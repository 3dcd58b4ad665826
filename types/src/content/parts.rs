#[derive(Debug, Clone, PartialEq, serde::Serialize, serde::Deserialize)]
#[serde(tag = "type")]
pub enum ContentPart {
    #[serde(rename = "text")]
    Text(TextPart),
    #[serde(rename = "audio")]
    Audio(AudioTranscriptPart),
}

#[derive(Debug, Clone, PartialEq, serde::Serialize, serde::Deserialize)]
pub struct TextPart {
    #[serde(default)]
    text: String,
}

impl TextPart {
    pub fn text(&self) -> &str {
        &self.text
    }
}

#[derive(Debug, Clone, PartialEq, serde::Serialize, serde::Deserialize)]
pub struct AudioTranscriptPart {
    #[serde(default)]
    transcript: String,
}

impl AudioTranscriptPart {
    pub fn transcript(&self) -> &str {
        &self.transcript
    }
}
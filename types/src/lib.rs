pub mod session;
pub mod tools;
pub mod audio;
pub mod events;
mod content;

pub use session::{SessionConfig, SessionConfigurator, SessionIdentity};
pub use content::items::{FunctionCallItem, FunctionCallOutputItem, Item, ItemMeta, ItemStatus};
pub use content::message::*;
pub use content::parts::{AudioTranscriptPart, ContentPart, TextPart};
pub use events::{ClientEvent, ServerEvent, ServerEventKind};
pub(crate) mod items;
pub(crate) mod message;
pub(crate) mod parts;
####################
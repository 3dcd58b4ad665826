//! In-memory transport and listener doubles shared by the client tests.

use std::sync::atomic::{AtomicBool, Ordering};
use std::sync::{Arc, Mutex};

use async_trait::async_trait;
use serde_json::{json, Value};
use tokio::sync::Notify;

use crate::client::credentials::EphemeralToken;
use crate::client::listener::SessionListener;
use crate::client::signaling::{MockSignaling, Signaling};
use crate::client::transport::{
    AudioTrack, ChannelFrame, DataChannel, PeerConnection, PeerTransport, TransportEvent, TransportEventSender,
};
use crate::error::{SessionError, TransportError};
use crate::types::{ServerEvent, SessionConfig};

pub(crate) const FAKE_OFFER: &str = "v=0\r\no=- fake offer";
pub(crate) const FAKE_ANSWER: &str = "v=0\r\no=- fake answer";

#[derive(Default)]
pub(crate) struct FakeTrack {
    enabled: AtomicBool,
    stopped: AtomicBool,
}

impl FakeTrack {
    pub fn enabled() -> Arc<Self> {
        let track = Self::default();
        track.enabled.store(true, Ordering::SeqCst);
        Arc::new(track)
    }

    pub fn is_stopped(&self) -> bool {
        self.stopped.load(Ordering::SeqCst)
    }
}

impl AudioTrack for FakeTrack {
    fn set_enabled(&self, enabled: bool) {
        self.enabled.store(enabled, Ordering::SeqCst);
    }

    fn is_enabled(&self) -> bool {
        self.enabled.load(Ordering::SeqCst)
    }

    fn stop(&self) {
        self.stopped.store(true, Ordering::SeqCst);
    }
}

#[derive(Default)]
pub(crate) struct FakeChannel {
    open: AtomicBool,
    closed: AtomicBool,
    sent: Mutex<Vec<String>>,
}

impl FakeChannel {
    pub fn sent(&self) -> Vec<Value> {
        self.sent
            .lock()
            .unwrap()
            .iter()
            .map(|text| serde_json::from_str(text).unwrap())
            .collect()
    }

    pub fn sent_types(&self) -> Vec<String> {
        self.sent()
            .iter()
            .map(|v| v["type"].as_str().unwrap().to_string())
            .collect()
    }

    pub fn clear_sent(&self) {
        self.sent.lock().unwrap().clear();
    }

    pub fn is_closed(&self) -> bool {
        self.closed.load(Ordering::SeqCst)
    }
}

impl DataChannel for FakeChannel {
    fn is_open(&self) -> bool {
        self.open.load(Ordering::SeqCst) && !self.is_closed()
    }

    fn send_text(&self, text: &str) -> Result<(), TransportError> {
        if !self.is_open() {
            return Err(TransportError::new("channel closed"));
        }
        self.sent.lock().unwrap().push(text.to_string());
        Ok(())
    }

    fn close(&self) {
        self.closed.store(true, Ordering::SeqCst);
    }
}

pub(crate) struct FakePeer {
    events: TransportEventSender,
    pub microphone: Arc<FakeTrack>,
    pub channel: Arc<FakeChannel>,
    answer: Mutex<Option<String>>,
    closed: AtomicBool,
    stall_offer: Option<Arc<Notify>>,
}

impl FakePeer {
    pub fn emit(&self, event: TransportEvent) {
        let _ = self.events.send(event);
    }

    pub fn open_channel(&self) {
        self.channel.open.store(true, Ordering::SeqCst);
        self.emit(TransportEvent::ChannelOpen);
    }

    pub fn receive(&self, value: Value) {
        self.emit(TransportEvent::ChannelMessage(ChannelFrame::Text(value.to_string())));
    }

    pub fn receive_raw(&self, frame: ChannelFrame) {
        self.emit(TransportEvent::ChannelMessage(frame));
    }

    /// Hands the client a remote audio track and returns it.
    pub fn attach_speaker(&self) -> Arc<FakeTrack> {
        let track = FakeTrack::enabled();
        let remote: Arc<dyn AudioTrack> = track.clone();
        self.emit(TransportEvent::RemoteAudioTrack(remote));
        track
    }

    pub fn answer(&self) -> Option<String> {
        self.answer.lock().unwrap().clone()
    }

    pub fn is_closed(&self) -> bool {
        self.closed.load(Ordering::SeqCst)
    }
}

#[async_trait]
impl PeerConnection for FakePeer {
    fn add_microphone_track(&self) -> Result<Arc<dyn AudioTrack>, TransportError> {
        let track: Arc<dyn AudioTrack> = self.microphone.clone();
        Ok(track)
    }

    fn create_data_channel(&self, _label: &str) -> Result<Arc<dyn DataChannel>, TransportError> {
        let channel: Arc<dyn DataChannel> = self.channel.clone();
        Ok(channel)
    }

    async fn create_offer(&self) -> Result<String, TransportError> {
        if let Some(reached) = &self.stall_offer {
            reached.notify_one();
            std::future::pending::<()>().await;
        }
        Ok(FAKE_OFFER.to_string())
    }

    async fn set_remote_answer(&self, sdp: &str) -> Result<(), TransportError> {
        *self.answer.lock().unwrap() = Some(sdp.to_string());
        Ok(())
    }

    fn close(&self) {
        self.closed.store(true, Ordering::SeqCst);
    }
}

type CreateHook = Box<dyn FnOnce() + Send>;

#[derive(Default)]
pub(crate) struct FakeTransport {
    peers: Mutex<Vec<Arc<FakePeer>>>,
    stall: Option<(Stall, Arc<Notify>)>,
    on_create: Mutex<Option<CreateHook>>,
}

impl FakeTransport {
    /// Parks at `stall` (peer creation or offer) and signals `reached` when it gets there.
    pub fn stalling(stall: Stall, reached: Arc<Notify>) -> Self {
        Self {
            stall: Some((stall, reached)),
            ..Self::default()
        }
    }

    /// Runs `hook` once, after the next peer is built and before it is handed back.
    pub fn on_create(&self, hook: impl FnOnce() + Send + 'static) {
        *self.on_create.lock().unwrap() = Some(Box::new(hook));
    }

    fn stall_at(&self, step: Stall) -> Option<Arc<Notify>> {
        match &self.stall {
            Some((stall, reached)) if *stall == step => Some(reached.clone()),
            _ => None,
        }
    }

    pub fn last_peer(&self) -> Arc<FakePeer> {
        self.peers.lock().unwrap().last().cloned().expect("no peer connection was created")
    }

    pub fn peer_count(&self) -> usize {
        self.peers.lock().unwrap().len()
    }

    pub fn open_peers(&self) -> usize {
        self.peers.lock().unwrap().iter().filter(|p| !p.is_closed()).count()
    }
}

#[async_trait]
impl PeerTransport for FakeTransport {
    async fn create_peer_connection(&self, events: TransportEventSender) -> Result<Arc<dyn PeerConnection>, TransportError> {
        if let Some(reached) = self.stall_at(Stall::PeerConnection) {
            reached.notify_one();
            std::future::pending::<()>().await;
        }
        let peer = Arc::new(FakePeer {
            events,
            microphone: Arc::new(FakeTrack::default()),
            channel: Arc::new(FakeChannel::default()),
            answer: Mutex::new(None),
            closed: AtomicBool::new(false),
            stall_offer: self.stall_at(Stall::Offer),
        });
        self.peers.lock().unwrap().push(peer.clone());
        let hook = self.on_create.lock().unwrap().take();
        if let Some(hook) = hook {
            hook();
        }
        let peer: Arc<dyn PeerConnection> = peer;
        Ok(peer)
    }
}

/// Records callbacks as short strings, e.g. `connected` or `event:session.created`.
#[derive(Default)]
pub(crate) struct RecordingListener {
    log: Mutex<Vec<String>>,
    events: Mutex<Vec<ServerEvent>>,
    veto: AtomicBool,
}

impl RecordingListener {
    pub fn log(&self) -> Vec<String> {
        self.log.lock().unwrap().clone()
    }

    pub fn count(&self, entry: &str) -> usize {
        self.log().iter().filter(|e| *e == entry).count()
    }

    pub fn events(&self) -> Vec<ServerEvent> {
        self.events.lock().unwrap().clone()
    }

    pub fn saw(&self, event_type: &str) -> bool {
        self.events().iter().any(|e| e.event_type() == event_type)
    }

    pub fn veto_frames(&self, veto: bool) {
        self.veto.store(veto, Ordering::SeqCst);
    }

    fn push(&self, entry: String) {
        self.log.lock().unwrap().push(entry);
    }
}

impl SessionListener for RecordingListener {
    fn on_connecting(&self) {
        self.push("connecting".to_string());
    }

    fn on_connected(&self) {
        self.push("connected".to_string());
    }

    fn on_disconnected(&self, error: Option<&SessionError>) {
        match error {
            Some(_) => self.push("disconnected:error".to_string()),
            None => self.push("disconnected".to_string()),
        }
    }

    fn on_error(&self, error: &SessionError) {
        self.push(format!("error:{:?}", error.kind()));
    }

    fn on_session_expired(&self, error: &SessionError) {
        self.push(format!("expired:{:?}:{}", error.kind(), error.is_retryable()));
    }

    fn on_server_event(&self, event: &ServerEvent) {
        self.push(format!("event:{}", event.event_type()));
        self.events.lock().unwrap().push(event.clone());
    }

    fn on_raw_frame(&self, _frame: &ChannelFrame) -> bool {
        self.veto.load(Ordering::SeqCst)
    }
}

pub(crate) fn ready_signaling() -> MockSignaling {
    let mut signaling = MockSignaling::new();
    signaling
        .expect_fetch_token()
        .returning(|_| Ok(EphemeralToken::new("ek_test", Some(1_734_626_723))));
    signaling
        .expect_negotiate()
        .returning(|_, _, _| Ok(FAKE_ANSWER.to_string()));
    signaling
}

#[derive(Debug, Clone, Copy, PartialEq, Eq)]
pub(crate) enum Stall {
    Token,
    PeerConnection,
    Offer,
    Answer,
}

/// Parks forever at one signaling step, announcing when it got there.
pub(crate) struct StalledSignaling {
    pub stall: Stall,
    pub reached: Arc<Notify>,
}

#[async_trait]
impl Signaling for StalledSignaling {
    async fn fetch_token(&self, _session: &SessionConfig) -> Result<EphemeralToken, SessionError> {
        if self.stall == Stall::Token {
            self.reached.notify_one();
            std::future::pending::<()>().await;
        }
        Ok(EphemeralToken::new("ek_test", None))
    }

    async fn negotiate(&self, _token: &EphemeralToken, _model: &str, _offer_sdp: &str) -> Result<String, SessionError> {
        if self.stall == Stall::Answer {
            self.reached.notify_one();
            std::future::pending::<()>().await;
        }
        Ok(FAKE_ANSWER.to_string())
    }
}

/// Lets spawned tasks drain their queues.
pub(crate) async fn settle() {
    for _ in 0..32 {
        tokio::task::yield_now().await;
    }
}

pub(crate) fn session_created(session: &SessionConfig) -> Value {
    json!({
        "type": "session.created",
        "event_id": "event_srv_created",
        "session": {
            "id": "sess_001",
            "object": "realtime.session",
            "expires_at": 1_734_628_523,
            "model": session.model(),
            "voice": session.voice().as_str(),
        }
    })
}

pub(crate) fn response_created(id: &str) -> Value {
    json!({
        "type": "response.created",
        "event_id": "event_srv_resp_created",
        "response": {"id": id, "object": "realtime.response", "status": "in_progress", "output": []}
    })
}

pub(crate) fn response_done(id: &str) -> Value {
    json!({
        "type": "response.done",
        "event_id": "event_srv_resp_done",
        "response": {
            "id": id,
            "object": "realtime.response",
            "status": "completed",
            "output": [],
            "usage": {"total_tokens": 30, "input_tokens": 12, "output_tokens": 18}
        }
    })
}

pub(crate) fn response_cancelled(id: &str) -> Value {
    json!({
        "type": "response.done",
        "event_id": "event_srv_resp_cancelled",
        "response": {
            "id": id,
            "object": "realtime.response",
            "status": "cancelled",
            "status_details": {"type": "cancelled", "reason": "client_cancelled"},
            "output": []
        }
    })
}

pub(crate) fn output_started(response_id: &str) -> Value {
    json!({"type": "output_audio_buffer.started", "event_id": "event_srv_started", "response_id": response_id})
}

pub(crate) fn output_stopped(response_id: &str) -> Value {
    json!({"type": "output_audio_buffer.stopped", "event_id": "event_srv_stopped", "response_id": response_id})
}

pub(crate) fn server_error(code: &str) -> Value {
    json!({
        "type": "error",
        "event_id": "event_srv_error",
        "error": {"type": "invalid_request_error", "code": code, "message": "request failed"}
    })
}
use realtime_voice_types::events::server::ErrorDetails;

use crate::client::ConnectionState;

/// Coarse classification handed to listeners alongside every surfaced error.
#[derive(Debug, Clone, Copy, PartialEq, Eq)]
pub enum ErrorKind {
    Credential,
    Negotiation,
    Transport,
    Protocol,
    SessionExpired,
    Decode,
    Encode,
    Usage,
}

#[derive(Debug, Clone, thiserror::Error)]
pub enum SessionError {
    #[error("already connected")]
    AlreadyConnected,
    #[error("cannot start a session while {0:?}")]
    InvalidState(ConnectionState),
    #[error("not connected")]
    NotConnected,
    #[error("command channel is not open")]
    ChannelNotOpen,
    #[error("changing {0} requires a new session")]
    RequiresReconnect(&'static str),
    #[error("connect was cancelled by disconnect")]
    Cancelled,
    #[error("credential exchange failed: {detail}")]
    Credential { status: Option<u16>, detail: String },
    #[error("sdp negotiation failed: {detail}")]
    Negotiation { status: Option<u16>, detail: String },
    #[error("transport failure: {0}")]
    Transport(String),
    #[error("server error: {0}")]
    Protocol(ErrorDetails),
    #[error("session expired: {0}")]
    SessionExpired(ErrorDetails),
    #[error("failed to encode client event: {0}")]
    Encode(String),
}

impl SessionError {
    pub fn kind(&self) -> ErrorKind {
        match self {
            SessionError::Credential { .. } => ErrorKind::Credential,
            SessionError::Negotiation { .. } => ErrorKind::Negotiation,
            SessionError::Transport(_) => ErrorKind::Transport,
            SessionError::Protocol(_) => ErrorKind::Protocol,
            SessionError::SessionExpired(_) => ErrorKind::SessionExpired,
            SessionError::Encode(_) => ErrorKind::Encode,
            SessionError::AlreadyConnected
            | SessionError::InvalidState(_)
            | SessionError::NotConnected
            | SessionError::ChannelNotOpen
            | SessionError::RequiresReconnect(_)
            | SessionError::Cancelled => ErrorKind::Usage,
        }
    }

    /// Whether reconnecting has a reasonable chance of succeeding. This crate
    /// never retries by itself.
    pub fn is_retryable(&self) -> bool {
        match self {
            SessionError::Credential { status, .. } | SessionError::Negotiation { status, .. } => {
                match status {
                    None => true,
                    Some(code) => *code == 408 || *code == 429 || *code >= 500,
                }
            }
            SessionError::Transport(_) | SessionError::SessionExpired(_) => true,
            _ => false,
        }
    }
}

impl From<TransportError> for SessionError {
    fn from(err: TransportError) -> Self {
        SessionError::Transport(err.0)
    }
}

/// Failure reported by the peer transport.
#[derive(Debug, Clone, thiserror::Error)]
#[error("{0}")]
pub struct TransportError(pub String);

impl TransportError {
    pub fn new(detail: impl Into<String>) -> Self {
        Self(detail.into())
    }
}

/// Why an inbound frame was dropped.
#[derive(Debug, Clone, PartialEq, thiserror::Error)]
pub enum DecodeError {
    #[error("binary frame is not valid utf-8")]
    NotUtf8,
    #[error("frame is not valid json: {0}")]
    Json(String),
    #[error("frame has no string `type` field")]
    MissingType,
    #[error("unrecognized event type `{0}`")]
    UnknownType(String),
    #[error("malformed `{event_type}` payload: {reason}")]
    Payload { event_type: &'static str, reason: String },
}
####################
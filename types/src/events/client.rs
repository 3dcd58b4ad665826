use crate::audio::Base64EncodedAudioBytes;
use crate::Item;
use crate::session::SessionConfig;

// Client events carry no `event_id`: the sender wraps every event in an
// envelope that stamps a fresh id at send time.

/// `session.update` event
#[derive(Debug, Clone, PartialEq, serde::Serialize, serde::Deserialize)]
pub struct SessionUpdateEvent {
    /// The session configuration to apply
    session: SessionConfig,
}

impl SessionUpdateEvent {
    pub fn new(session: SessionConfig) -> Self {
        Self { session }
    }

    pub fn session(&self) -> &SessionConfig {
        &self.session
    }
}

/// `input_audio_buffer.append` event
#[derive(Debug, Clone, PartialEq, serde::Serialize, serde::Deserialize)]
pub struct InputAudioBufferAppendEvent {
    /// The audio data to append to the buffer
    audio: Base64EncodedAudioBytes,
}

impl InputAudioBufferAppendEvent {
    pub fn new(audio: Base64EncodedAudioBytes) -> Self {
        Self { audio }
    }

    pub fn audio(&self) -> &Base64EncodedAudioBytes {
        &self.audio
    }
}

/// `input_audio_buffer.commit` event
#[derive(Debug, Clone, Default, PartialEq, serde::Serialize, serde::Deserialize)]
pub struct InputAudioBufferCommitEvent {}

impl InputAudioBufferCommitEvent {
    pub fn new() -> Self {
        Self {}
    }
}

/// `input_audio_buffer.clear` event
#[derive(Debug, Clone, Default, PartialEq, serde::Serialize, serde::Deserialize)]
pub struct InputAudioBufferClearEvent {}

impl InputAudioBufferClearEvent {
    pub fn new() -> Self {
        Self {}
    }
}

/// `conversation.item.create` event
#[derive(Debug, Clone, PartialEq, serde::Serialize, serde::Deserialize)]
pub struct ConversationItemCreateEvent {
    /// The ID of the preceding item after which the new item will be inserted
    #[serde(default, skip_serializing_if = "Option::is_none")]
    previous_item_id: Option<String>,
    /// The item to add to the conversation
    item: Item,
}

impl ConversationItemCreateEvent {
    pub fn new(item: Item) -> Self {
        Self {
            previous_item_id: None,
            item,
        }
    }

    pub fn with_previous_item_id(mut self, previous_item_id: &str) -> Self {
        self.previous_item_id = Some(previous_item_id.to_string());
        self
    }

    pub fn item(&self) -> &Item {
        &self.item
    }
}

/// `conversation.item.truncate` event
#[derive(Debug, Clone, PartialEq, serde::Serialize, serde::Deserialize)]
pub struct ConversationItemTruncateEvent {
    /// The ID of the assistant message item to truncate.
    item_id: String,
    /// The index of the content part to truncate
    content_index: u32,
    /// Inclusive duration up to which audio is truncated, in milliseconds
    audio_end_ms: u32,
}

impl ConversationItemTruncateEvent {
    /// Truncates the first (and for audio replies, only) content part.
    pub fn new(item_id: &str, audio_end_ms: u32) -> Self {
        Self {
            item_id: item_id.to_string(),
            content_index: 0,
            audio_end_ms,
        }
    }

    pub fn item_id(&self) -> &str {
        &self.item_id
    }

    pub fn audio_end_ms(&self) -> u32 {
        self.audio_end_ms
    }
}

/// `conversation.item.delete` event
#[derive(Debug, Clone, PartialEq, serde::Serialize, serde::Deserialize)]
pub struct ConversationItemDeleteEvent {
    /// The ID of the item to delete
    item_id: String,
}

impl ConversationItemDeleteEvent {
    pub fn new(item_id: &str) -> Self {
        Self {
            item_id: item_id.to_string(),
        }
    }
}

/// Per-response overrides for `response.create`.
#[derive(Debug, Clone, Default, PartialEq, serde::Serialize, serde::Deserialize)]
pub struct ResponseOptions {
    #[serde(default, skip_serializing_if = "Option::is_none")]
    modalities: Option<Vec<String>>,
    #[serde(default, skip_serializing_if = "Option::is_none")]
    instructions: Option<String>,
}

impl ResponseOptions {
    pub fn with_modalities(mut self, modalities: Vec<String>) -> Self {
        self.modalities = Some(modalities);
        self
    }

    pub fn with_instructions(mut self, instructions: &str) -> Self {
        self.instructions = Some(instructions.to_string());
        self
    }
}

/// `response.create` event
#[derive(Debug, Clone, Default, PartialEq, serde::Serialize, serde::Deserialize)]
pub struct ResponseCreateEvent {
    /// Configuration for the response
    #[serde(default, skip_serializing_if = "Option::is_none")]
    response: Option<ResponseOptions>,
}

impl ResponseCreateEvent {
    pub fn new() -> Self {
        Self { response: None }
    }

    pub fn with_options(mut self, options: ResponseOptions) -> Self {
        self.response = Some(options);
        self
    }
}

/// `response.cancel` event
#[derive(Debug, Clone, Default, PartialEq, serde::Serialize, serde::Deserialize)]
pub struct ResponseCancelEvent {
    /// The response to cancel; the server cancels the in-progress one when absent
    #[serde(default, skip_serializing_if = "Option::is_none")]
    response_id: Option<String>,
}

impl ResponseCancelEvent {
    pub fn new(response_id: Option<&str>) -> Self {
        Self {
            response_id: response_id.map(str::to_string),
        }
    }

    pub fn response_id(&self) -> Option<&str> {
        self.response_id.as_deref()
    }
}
####################
Instructions for the task: Return the number of lines in the material holding the string "step", and no other text.

Response below: 3